Un concours de circonstances a permis à l'Iowa d'avoir le premier mot dans le choix des candidats présidentiels depuis 1972. Et David Yepsen, ex-chroniqueur politique du Des Moines Register, défend ce rôle qui fait des envieux aux États-Unis.

« Historiquement, les caucus d'Iowa ont servi deux objectifs importants, dit-il. Ils peuvent sortir un candidat de l'obscurité, le meilleur exemple étant Jimmy Carter en 1976. Et ils réduisent le nombre de candidats. Si vous ne finissez pas parmi les trois premiers, les dons à votre campagne se tarissent, vos supporteurs vont ailleurs. »

En 2016, les caucus d'Iowa pourraient être dominés par deux candidats - le républicain Donald Trump et le démocrate Bernie Sanders - dont l'attrait a été sous-estimé par plusieurs observateurs aguerris.

« La force de ces candidatures de protestation est vraiment étonnante », dit Yepsen, qui attribue le succès de Trump et Sanders à la « colère puissante » qui anime une partie importante de l'électorat.

« Chez les démocrates, cette colère porte sur les inégalités de revenus, le rétrécissement de la classe moyenne et Barack Obama, qui n'a pas été aussi progressiste que certains le souhaitaient. Chez les républicains, l'immigration est la grande question qui propulse la candidature de Trump », dit Yepsen en soulignant que Trump et Sanders pourraient non seulement triompher en Iowa mais également au New Hampshire, où des primaires auront lieu le 9 février.

LA SURPRISE DÉMOCRATE

Après avoir suivi tous les caucus d'Iowa depuis 1972, Steffen Schmidt pensait avoir assisté à tous les scénarios possibles. Mais la campagne présidentielle de 2016 lui réservait plusieurs surprises, dont la dégringolade d'Hillary Clinton dans les sondages.

« Je n'ai jamais vu un candidat favori perdre son statut de meneur de façon aussi précipitée qu'Hillary Clinton », dit le politologue à l'Université d'État de l'Iowa.

De fait, après avoir été créditée d'une avance de 18 points dans le dernier sondage réalisé en décembre auprès des démocrates de l'Iowa, l'ancienne secrétaire d'État est désormais à égalité avec le sénateur du Vermont Bernie Sanders. Celui-ci est particulièrement populaire auprès des jeunes.

Mais ces mêmes jeunes se déplaceront-ils pour participer à leurs premiers caucus ?

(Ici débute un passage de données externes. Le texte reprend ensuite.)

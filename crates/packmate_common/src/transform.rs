use std::path::PathBuf;

use packmate_error::BuildResult;
use packmate_utils::indexmap::FxIndexMap;

/// Per-invocation context handed to a content transform by the module
/// pipeline.
#[derive(Debug, Default)]
pub struct TransformContext {
  pub resource_path: PathBuf,
  /// Query parameters parsed from the transform's request segment.
  pub query: FxIndexMap<String, String>,
  pub minimize: bool,
  dependencies: Vec<PathBuf>,
}

impl TransformContext {
  pub fn new(resource_path: impl Into<PathBuf>) -> Self {
    Self { resource_path: resource_path.into(), ..Self::default() }
  }

  /// Registers a file the transform output depends on, keeping duplicates
  /// out so watch mode does not track the same path twice.
  pub fn add_dependency(&mut self, path: impl Into<PathBuf>) {
    let path = path.into();
    if !self.dependencies.contains(&path) {
      self.dependencies.push(path);
    }
  }

  pub fn dependencies(&self) -> &[PathBuf] {
    &self.dependencies
  }
}

/// A stateless content-to-content transform sitting in front of the module
/// pipeline. Implementations own no caches and introduce no concurrency.
pub trait ContentTransform {
  /// Whether the transform accepts raw bytes rather than UTF-8 text.
  fn raw(&self) -> bool {
    false
  }

  /// Produces the module body replacing `content`.
  fn transform(&mut self, content: &[u8], ctx: &mut TransformContext) -> BuildResult<String>;
}
use xxhash_rust::xxh3::xxh3_128;

/// Digest of a content buffer, rendered as 32 lowercase hex digits so it can
/// be embedded verbatim in generated module code.
pub fn xxhash_hex(input: &[u8]) -> String {
  format!("{:032x}", xxh3_128(input))
}

#[test]
fn test_xxhash_hex() {
  let digest = xxhash_hex(b"hello");
  assert_eq!(digest.len(), 32);
  assert!(digest.bytes().all(|b| b.is_ascii_hexdigit()));
  assert_eq!(digest, xxhash_hex(b"hello"));
  assert_ne!(digest, xxhash_hex(b"hello!"));
  assert_ne!(xxhash_hex(b""), xxhash_hex(b"\0"));
}
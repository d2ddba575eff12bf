//! Module request strings of the form `transform?query!transform!resource`.

use packmate_utils::indexmap::FxIndexMap;

pub const SEGMENT_SEPARATOR: char = '!';
pub const QUERY_SEPARATOR: char = '?';

/// One `name?query` transform segment of a request chain.
#[derive(Debug, Clone, PartialEq, Eq)]
pub struct TransformRef {
  pub name: String,
  pub query: FxIndexMap<String, String>,
}

impl TransformRef {
  pub fn new(name: impl Into<String>) -> Self {
    Self { name: name.into(), query: FxIndexMap::default() }
  }

  pub fn with_param(mut self, key: impl Into<String>, value: impl Into<String>) -> Self {
    self.query.insert(key.into(), value.into());
    self
  }

  /// Renders the segment back into its request form.
  pub fn to_request_segment(&self) -> String {
    if self.query.is_empty() {
      return self.name.clone();
    }
    let query = self
      .query
      .iter()
      .map(|(key, value)| {
        if value.is_empty() { key.clone() } else { format!("{key}={value}") }
      })
      .collect::<Vec<_>>()
      .join("&");
    format!("{}{QUERY_SEPARATOR}{query}", self.name)
  }
}

/// Splits a module request into its transform chain and trailing resource.
pub fn parse_request(request: &str) -> (Vec<TransformRef>, &str) {
  let mut segments: Vec<&str> = request.split(SEGMENT_SEPARATOR).collect();
  let resource = segments.pop().unwrap_or("");
  let transforms = segments.into_iter().map(parse_segment).collect();
  (transforms, resource)
}

fn parse_segment(segment: &str) -> TransformRef {
  match segment.split_once(QUERY_SEPARATOR) {
    Some((name, query)) => {
      TransformRef { name: name.to_string(), query: parse_query(query) }
    }
    None => TransformRef::new(segment),
  }
}

/// Parses `key=value&flag` pairs; a bare key maps to an empty value.
pub fn parse_query(query: &str) -> FxIndexMap<String, String> {
  query
    .split('&')
    .filter(|pair| !pair.is_empty())
    .map(|pair| match pair.split_once('=') {
      Some((key, value)) => (key.to_string(), value.to_string()),
      None => (pair.to_string(), String::new()),
    })
    .collect()
}
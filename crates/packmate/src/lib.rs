mod emit_dedup;
mod plugin;
mod report;
mod rewrite_entries;
mod telemetry;
mod transforms;
mod utils;

pub use crate::{
  emit_dedup::EmitDedup,
  plugin::Packmate,
  report::render_report,
  rewrite_entries::{rewrite_entries, ASSET_TRANSFORM, PUG_TRANSFORM, STYLUS_TRANSFORM},
  telemetry::TelemetryLogger,
  transforms::AssetPassthrough,
};
pub use packmate_common::*;
pub use packmate_error::{BuildError, BuildResult};
pub mod format_bytes;
pub mod format_time;
pub mod indexmap;
pub mod xxhash;
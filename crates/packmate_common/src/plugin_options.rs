use serde::Deserialize;

/// Caller-facing feature toggles. Unset fields fall back to their defaults
/// during normalization; unknown keys in deserialized input are ignored.
#[derive(Debug, Default, Clone, Deserialize)]
#[serde(default)]
pub struct PackmateOptions {
  pub logger: Option<bool>,
  pub asset: Option<bool>,
  pub stylus: Option<bool>,
  pub pug: Option<bool>,
}

/// Feature toggles with defaults applied, immutable for the plugin's
/// lifetime.
#[derive(Debug, Clone, Copy)]
pub struct NormalizedPackmateOptions {
  pub logger: bool,
  pub asset: bool,
  pub stylus: bool,
  pub pug: bool,
}
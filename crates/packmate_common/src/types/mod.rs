pub mod asset_source;
pub mod build_summary;
pub mod chunk_identity;
pub mod compilation;
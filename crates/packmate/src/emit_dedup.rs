use arcstr::ArcStr;
use packmate_common::{ChunkIdentity, Compilation};
use rustc_hash::FxHashMap;

/// Drops outgoing assets whose chunk identity has not changed since the
/// previous emit cycle, so the host does not rewrite byte-identical files.
///
/// The identity cache lives on the instance and dies with it. The first
/// cycle after construction always emits everything; no suppressed content
/// is retained or replayed.
#[derive(Debug, Default)]
pub struct EmitDedup {
  cache: FxHashMap<ArcStr, ChunkIdentity>,
}

impl EmitDedup {
  /// Suppression pass for one emit cycle. The cache is replaced wholesale
  /// with the identities observed this cycle, so names absent from the
  /// current records are forgotten.
  pub fn on_emit(&mut self, compilation: &mut Compilation) {
    let current: FxHashMap<ArcStr, ChunkIdentity> = compilation
      .records
      .chunk_ids_by_name
      .keys()
      .filter_map(|name| {
        compilation.records.chunk_identity(name).map(|identity| (name.clone(), identity))
      })
      .collect();

    for (name, identity) in &current {
      if self.cache.get(name) == Some(identity) {
        compilation.assets.shift_remove(name.as_str());
      }
    }

    self.cache = current;
  }
}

« Sanders fait face à un double défi », dit Donna Hoffman, politologue à l'Université du Nord de l'Iowa. « Il doit non seulement convaincre des gens qui n'ont jamais participé à des caucus de le faire, mais également mobiliser les 18-25 ans, dont le taux de participation est toujours inférieur à celui de leurs aînés. »

Quoi qu'il en soit, Clinton pourrait survivre à une défaite en Iowa, selon la politologue. « Il est important de dire que Sanders n'est pas Obama. En 2008, Obama avait un plan après les quatre premiers États. Sanders est un peu en retard à ce chapitre », dit-elle.

LA QUESTION RÉPUBLICAINE

Donald Trump le répète jusqu'à plus soif : il est un gagnant. Un gagnant célèbre pour son mépris pour les « losers » (perdants). Mais qu'adviendra-t-il de lui s'il ne gagne pas les caucus d'Iowa ?

« Du côté républicain, c'est la question la plus intéressante », dit Steffen Schmidt, politologue à l'Université d'État de l'Iowa. « Une victoire en Iowa pourrait donner à Trump un élan irrésistible. Une défaite, en revanche, pourrait dégonfler le personnage et ternir son aura de gagnant. »

Le principal rival de Trump, le sénateur du Texas Ted Cruz, a en commun avec le candidat milliardaire de faire peur aux bonzes du Parti républicain. Mais là s'arrêtent les comparaisons entre les deux hommes et la façon dont ils ont fait campagne en Iowa.

« Trump a mené une campagne peu orthodoxe », dit Donna Hoffman, politologue à l'Université du Nord de l'Iowa. « Il a misé sur sa célébrité et les grands rassemblements, alors que Cruz a suivi le modèle traditionnel : des petits rassemblements, où il pouvait serrer des mains et parler aux gens. »

La lutte pour la troisième place chez les républicains ne peut être ignorée, compte tenu de l'histoire des caucus. Le sénateur de Floride Marco Rubio pourrait en hériter. Ces jours-ci, tout comme Ted Cruz, il fait une cour assidue à l'électorat évangélique, crucial en Iowa chez les républicains.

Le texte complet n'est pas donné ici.